• _What you are asked to do_:
Restate each entry word for word. Keep every detail intact.

Saved data entries:
________________

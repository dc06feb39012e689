//! # Multitasking & Scheduler Subsystem
//!
//! Escalonador preemptivo multi-core do Redstone OS.
//!
//! ## Arquitetura
//! - **Arena de threads:** registros endereçados por índice + geração
//!   (`task::table`). Filas de execução e listas de processo são listas de
//!   índices; nada guarda ponteiro para registro.
//! - **Quatro classes** (IDLE, LOW, NORMAL, HIGH). O valor numérico da classe
//!   é a cota de fatias: round-robin ponderado dentro e entre classes.
//! - **Lock global:** `sync::Mutex` + flag de reentrância por núcleo. O loop
//!   e a API de ciclo de vida passam pelo mesmo lock.
//! - **Bloqueio por predicado:** sem filas de espera; o loop avalia os
//!   predicados das threads bloqueadas a cada invocação.
//! - **Saída em duas fases:** `exit` termina na pilha temporária do núcleo.
//!
//! O hardware é acessado pelo `Platform` (`arch::traits`).
//!
//! ## Uso
//! ```ignore
//! let sched = anvil::sched::init(platform, SchedConfig::default());
//! sched.bring_up_cpu(apic_id)?;      // em cada núcleo
//! // handler do timer:
//! anvil::sched::timer_tick();
//! ```

pub mod config;
pub mod core;
pub mod process;
pub mod signal;
pub mod task;

#[cfg(any(feature = "self_test", test))]
pub mod test;

use alloc::sync::Arc;

use spin::Once;

use crate::arch::traits::Platform;
use crate::sys::error::{KError, KResult};
use crate::sys::types::Tid;

pub use self::config::SchedConfig;
pub use self::core::debug::{QueueInfo, ThreadInfo};
pub use self::core::Scheduler;
pub use self::process::{Process, ProcessState};
pub use self::task::{
    BlockPredicate, PredicateContext, Priority, ThreadHandle, ThreadParams, ThreadStatus,
    WakeReason,
};

/// Instância global usada pelos handlers de interrupção e syscalls.
static SCHEDULER: Once<Scheduler> = Once::new();

/// Cria o escalonador global. Chamadas seguintes devolvem a mesma instância.
pub fn init(platform: Arc<dyn Platform>, config: SchedConfig) -> &'static Scheduler {
    SCHEDULER.call_once(|| Scheduler::new(platform, config))
}

/// Escalonador global, se `init` já rodou.
pub fn scheduler() -> Option<&'static Scheduler> {
    SCHEDULER.get()
}

/// Handler do tick do timer.
pub fn timer_tick() {
    if let Some(s) = scheduler() {
        s.timer_tick();
    }
}

/// Executa o escalonador no núcleo atual (vetor de reschedule).
pub fn schedule() {
    if let Some(s) = scheduler() {
        s.schedule();
    }
}

pub fn yield_now() {
    if let Some(s) = scheduler() {
        s.yield_now();
    }
}

pub fn sleep(ms: u64) -> KResult<()> {
    match scheduler() {
        Some(s) => s.sleep(ms),
        None => Ok(()),
    }
}

pub fn get_current_tid() -> Tid {
    scheduler().map_or(Tid::NONE, |s| s.current_tid())
}

/// Último erro da thread atual.
pub fn get_last_error() -> Option<KError> {
    scheduler().and_then(|s| s.last_error())
}

/// Adquire um `sync::Mutex` em nome da thread atual.
pub fn mutex_lock(mutex: &crate::sync::Mutex, timeout: u64, block: bool) -> KResult<()> {
    scheduler().map_or(Err(KError::AccessDenied), |s| s.mutex_lock(mutex, timeout, block))
}

pub fn mutex_unlock(mutex: &crate::sync::Mutex) -> KResult<()> {
    scheduler().map_or(Err(KError::AccessDenied), |s| s.mutex_unlock(mutex))
}

/// Chamado pelo trampolim de entrada de toda thread nova, antes de `entry`.
#[no_mangle]
pub extern "C" fn anvil_finish_switch() {
    if let Some(s) = scheduler() {
        s.finish_switch();
    }
}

________________

• _Output of the task_:
repository dc06feb39012e689
//! # Multitasking & Scheduler Subsystem
//!
//! Escalonador preemptivo multi-core do Redstone OS.
//!
//! ## Arquitetura
//! - **Arena de threads:** registros endereçados por índice + geração
//!   (`task::table`). Filas de execução e listas de processo são listas de
//!   índices; nada guarda ponteiro para registro.
//! - **Quatro classes** (IDLE, LOW, NORMAL, HIGH). O valor numérico da classe
//!   é a cota de fatias: round-robin ponderado dentro e entre classes.
//! - **Lock global:** `sync::Mutex` + flag de reentrância por núcleo. O loop
//!   e a API de ciclo de vida passam pelo mesmo lock.
//! - **Bloqueio por predicado:** sem filas de espera; o loop avalia os
//!   predicados das threads bloqueadas a cada invocação.
//! - **Saída em duas fases:** `exit` termina na pilha temporária do núcleo.
//!
//! O hardware é acessado pelo `Platform` (`arch::traits`).
//!
//! ## Uso
//! ```ignore
//! let sched = anvil::sched::init(platform, SchedConfig::default());
//! sched.bring_up_cpu(apic_id)?;      // em cada núcleo
//! // handler do timer:
//! anvil::sched::timer_tick();
//! ```

pub mod config;
pub mod core;
pub mod process;
pub mod signal;
pub mod task;

#[cfg(any(feature = "self_test", test))]
pub mod test;

use alloc::sync::Arc;

use spin::Once;

use crate::arch::traits::Platform;
use crate::sys::error::{KError, KResult};
use crate::sys::types::Tid;

pub use self::config::SchedConfig;
pub use self::core::debug::{QueueInfo, ThreadInfo};
pub use self::core::Scheduler;
pub use self::process::{Process, ProcessState};
pub use self::task::{
    BlockPredicate, PredicateContext, Priority, ThreadHandle, ThreadParams, ThreadStatus,
    WakeReason,
};

/// Instância global usada pelos handlers de interrupção e syscalls.
static SCHEDULER: Once<Scheduler> = Once::new();

/// Cria o escalonador global. Chamadas seguintes devolvem a mesma instância.
pub fn init(platform: Arc<dyn Platform>, config: SchedConfig) -> &'static Scheduler {
    SCHEDULER.call_once(|| Scheduler::new(platform, config))
}

/// Escalonador global, se `init` já rodou.
pub fn scheduler() -> Option<&'static Scheduler> {
    SCHEDULER.get()
}

/// Handler do tick do timer.
pub fn timer_tick() {
    if let Some(s) = scheduler() {
        s.timer_tick();
    }
}

/// Executa o escalonador no núcleo atual (vetor de reschedule).
pub fn schedule() {
    if let Some(s) = scheduler() {
        s.schedule();
    }
}

pub fn yield_now() {
    if let Some(s) = scheduler() {
        s.yield_now();
    }
}

pub fn sleep(ms: u64) -> KResult<()> {
    match scheduler() {
        Some(s) => s.sleep(ms),
        None => Ok(()),
    }
}

pub fn get_current_tid() -> Tid {
    scheduler().map_or(Tid::NONE, |s| s.current_tid())
}

/// Último erro da thread atual.
pub fn get_last_error() -> Option<KError> {
    scheduler().and_then(|s| s.last_error())
}

/// Adquire um `sync::Mutex` em nome da thread atual.
pub fn mutex_lock(mutex: &crate::sync::Mutex, timeout: u64, block: bool) -> KResult<()> {
    scheduler().map_or(Err(KError::AccessDenied), |s| s.mutex_lock(mutex, timeout, block))
}

pub fn mutex_unlock(mutex: &crate::sync::Mutex) -> KResult<()> {
    scheduler().map_or(Err(KError::AccessDenied), |s| s.mutex_unlock(mutex))
}

/// Chamado pelo trampolim de entrada de toda thread nova, antes de `entry`.
#[no_mangle]
pub extern "C" fn anvil_finish_switch() {
    if let Some(s) = scheduler() {
        s.finish_switch();
    }
}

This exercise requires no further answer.